United States v. Jason Morgan
This text of United States v. Jason Morgan (United States v. Jason Morgan) is published on Counsel Stack Legal Research, covering Court of Appeals for the Sixth Circuit primary law. Counsel Stack provides free access to over 12 million legal documents including statutes, case law, regulations, and constitutions.
Opinion
NOT RECOMMENDED FOR PUBLICATION File Name: 20a0297n.06
No. 17-6507
UNITED STATES COURT OF APPEALS FOR THE SIXTH CIRCUIT FILED UNITED STATES OF AMERICA, ) May 28, 2020 ) DEBORAH S. HUNT, Clerk Plaintiff-Appellant, ) ) ON APPEAL FROM THE v. ) UNITED STATES DISTRICT ) COURT FOR THE EASTERN JASON S. MORGAN, ) DISTRICT OF TENNESSEE ) Defendant-Appellee. ) )

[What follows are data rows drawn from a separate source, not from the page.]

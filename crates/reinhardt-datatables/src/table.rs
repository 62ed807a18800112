//! The host-side table contract

use serde_json::Value;

use crate::config::TableConfig;
use crate::error::TableError;
use crate::request::RequestParameters;
use crate::resolver::{RowAccessors, TableAccessors};
use crate::result::DataResult;

/// Client-side hooks a table can attach callback expressions to
#[derive(Debug, Clone, Copy, PartialEq, Eq, Hash)]
pub enum CallbackHook {
	/// Called for every row as it is drawn
	Row,
	/// Called once the table is fully initialised
	InitComplete,
	/// Called after every draw
	Draw,
	/// Called when the footer is drawn
	Footer,
	/// Called when the header is drawn
	Header,
	/// Called to build the information text
	Info,
}

impl CallbackHook {
	/// Every hook, in the order options are emitted
	pub const ALL: [CallbackHook; 6] = [
		Self::Row,
		Self::InitComplete,
		Self::Draw,
		Self::Footer,
		Self::Header,
		Self::Info,
	];

	/// Returns the option name the client widget expects
	pub fn option_name(&self) -> &'static str {
		match self {
			Self::Row => "rowCallback",
			Self::InitComplete => "initComplete",
			Self::Draw => "drawCallback",
			Self::Footer => "footerCallback",
			Self::Header => "headerCallback",
			Self::Info => "infoCallback",
		}
	}
}

/// A data table served by the host application
///
/// Implementors supply the configuration, the data loader and, optionally,
/// computed column values and client-side callbacks. Rendering and data
/// responses come from the blanket [`TableRenderer`](crate::TableRenderer)
/// implementation.
///
/// Errors returned by [`load_data`](Self::load_data) reach the caller of the
/// render or fetch entry point unchanged; engine errors are converted with
/// `From<TableError>`.
///
/// # Example
///
/// ```rust
/// use reinhardt_datatables::{
///     CallbackHook, ColumnCollection, ColumnDescriptor, DataResult, DataTable,
///     RequestParameters, RowAccessors, TableConfig, TableError,
/// };
/// use serde_json::Value;
///
/// struct Task {
///     title: String,
///     done: bool,
/// }
///
/// impl RowAccessors for Task {
///     fn accessor(&self, name: &str) -> Option<Value> {
///         match name {
///             "getTitle" => Some(self.title.clone().into()),
///             _ => None,
///         }
///     }
/// }
///
/// struct TaskTable {
///     config: TableConfig,
///     tasks: Vec<Task>,
/// }
///
/// impl DataTable for TaskTable {
///     type Row = Task;
///     type Error = TableError;
///
///     fn table_id(&self) -> &str {
///         "tasks"
///     }
///
///     fn config(&self) -> Option<&TableConfig> {
///         Some(&self.config)
///     }
///
///     fn load_data(&self, request: &RequestParameters) -> Result<DataResult<Task>, TableError> {
///         let window = request.window(self.tasks.len());
///         let rows = self.tasks[window]
///             .iter()
///             .map(|t| Task { title: t.title.clone(), done: t.done })
///             .collect();
///         Ok(DataResult::new(rows, self.tasks.len()))
///     }
///
///     fn column_value(&self, accessor: &str, task: &Task) -> Option<Value> {
///         (accessor == "getStatus").then(|| if task.done { "done" } else { "open" }.into())
///     }
///
///     fn callback(&self, hook: CallbackHook) -> Option<String> {
///         (hook == CallbackHook::Draw).then(|| "function(){ console.log('drawn'); }".to_string())
///     }
/// }
/// ```
pub trait DataTable {
	/// Row type produced by the data loader
	type Row: RowAccessors;

	/// Error type returned by every entry point
	type Error: From<TableError>;

	/// HTML id of the rendered table
	fn table_id(&self) -> &str;

	/// Table configuration; `None` makes every entry point fail with
	/// [`TableError::ConfigurationMissing`]
	fn config(&self) -> Option<&TableConfig>;

	/// Loads the rows for `request`
	fn load_data(&self, request: &RequestParameters) -> Result<DataResult<Self::Row>, Self::Error>;

	/// Data source URL used when the configuration does not name one
	fn ajax_data_url(&self) -> Option<&str> {
		None
	}

	/// Table-level value for `accessor`, taking precedence over the row's own
	fn column_value(&self, accessor: &str, row: &Self::Row) -> Option<Value> {
		let _ = (accessor, row);
		None
	}

	/// Callback expression for `hook`; hooks returning `None` are left out
	fn callback(&self, hook: CallbackHook) -> Option<String> {
		let _ = hook;
		None
	}
}

/// Presents a table's [`DataTable::column_value`] to the resolver
pub(crate) struct TableOverrides<'a, T: ?Sized>(pub(crate) &'a T);

impl<T: DataTable + ?Sized> TableAccessors<T::Row> for TableOverrides<'_, T> {
	fn accessor(&self, name: &str, row: &T::Row) -> Option<Value> {
		self.0.column_value(name, row)
	}

	fn type_name(&self) -> &'static str {
		std::any::type_name::<T>()
	}
}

BEFORE: GRIFFIN, THAPAR, and READLER, Circuit Judges.
PER CURIAM:
In 2010, Jason Morgan pleaded guilty to being a felon in possession of a firearm, in
violation of 18 U.S.C. § 922(g)(1). At the time, he had eight prior convictions in Tennessee state
court for aggravated burglary. Based on those convictions, the district court found that Morgan
qualified as an armed career criminal under 18 U.S.C. § 924(e)(1), which imposes a mandatory
minimum sentence of fifteen years if the defendant has at least three prior convictions “for a violent
felony or a serious drug offense, or both.” This court had previously held that “Tennessee
aggravated burglary represents a generic burglary capable of constituting a violent felony for
ACCA purposes.” United States v. Nance, 481 F.3d 882, 888 (6th Cir. 2007). The district court
imposed a sentence of 188 months of incarceration followed by five years of supervised release.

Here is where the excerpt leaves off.